(Stored data entries)
§ §

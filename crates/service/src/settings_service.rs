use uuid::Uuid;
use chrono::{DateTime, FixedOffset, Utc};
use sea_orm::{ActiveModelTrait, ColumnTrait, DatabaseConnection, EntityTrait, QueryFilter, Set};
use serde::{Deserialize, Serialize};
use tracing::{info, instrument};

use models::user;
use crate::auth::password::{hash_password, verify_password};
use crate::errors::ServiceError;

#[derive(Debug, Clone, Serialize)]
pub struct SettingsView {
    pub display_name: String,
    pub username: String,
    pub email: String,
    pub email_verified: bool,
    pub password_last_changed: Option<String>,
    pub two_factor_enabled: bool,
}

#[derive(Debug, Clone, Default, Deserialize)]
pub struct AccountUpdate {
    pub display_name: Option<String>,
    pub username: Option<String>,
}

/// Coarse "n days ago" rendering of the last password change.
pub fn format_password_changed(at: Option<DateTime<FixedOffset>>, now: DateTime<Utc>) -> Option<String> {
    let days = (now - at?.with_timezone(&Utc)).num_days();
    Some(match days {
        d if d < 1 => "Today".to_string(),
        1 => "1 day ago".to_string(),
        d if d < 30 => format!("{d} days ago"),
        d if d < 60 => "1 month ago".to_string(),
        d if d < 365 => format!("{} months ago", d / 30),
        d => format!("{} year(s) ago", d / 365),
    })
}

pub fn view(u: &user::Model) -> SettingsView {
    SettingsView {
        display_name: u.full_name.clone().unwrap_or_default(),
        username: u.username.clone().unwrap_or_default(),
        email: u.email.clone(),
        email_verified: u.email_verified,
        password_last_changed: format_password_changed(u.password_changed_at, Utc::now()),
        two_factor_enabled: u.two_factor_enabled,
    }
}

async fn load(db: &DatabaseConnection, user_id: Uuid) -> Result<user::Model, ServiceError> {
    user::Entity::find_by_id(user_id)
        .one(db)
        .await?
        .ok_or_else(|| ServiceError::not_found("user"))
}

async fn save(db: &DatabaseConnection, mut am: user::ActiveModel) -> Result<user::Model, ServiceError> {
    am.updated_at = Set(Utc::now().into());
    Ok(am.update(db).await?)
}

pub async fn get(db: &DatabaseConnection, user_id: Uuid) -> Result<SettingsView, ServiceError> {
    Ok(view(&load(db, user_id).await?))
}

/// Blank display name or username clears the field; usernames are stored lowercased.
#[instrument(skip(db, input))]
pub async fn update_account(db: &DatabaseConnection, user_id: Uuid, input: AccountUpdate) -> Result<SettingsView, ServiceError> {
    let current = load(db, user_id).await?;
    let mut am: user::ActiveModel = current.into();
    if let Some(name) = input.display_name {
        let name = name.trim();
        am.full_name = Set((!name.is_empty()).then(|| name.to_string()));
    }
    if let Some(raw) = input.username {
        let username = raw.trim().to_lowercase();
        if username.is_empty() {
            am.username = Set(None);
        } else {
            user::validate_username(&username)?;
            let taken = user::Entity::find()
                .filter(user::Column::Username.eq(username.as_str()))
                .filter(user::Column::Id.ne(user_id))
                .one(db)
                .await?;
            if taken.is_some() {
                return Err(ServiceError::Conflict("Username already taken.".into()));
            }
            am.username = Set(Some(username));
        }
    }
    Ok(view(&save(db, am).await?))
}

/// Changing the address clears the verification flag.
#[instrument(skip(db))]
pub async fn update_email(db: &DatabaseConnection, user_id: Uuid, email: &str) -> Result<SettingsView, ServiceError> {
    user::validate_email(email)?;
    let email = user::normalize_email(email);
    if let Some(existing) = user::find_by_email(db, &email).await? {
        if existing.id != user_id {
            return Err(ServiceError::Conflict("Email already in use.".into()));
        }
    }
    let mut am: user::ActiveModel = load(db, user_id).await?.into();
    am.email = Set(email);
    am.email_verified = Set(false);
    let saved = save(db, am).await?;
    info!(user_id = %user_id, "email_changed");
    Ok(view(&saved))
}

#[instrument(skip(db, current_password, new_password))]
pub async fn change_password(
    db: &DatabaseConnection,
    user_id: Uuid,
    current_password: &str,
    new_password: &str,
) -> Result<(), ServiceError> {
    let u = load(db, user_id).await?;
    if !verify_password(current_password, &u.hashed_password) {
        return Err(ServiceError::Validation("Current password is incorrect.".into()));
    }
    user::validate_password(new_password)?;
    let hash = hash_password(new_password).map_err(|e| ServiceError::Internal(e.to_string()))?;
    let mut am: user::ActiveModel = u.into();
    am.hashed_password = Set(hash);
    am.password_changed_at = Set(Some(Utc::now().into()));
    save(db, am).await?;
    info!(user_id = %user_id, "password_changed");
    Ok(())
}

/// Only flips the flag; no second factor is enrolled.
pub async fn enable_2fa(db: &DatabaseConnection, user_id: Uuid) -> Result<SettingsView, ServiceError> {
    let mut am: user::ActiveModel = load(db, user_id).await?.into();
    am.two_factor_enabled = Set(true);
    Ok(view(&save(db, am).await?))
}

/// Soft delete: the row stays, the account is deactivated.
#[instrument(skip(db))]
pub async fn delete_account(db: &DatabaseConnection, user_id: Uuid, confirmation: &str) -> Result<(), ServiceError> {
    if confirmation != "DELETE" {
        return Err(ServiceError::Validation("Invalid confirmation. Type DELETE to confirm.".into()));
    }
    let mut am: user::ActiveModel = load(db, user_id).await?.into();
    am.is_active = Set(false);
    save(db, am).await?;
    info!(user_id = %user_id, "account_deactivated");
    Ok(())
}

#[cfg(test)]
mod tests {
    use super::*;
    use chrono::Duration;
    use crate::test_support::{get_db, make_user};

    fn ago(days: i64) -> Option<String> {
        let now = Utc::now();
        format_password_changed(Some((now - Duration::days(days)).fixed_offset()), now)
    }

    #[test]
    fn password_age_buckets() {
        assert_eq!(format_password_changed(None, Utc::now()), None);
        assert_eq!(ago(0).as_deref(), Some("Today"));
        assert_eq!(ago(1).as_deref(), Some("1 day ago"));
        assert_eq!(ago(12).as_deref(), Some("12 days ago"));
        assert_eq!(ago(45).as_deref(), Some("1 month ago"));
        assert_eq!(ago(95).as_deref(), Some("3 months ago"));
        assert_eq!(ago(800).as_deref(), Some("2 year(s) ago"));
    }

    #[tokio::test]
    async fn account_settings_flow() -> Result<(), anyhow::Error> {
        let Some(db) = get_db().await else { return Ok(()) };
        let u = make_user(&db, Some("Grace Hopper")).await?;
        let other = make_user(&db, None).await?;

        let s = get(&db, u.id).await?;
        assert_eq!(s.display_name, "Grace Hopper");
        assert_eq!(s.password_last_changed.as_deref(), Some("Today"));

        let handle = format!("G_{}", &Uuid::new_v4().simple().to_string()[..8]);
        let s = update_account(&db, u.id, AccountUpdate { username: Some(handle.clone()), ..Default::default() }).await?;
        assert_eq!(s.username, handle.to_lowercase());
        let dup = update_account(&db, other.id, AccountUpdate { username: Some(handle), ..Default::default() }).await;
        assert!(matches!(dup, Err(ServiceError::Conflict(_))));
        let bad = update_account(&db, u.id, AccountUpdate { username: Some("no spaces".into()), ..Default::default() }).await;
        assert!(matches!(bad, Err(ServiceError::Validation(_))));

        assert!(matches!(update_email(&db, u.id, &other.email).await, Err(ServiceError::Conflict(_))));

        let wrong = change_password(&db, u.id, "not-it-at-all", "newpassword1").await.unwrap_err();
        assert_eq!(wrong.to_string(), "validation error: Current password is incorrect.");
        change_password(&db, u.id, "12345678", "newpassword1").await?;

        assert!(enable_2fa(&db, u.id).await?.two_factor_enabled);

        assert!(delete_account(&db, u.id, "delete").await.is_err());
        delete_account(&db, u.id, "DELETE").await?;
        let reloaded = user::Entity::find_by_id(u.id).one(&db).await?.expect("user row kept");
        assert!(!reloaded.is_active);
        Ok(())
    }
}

§ §

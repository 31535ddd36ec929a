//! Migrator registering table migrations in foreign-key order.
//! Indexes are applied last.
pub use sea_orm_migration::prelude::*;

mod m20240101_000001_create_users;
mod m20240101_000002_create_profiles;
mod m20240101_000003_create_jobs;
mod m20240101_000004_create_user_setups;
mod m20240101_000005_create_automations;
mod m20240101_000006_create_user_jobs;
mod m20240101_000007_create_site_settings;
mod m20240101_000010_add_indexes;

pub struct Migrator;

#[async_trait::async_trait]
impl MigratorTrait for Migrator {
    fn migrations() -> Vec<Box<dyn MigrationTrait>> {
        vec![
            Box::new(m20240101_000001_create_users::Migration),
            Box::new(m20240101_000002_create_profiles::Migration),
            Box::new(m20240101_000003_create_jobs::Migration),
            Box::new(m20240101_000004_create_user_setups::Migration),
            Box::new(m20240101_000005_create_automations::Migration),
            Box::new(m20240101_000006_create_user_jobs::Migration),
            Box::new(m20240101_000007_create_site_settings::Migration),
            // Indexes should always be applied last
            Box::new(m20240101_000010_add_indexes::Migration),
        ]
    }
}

§ §

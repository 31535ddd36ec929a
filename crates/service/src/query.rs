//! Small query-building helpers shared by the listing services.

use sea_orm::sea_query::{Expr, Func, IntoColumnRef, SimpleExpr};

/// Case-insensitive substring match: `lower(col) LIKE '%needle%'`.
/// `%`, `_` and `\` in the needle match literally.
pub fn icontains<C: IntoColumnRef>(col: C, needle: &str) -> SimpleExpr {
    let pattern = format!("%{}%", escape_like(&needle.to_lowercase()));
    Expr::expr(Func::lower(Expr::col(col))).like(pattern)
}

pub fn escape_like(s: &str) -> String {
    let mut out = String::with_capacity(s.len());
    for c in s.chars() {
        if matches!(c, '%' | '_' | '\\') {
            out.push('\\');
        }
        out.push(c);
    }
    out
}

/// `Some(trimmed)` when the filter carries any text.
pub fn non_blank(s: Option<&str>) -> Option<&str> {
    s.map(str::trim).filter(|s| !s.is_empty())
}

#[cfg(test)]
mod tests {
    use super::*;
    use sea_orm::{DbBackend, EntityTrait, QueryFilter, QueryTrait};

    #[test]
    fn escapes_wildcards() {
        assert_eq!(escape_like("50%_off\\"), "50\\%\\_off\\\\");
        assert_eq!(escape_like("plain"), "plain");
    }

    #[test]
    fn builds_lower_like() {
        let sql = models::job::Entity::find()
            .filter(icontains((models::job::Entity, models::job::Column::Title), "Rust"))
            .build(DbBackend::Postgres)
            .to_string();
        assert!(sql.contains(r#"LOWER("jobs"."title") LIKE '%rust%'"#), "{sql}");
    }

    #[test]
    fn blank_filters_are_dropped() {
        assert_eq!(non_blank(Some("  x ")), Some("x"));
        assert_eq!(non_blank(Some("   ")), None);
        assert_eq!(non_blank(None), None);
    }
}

§ §

■ **EXERCISE OBJECTIVE**:
Pull out every line in the data above that has the word "Grace".

■ **RESPONSE TO THE TASK**:
        let u = make_user(&db, Some("Grace Hopper")).await?;
        assert_eq!(s.display_name, "Grace Hopper");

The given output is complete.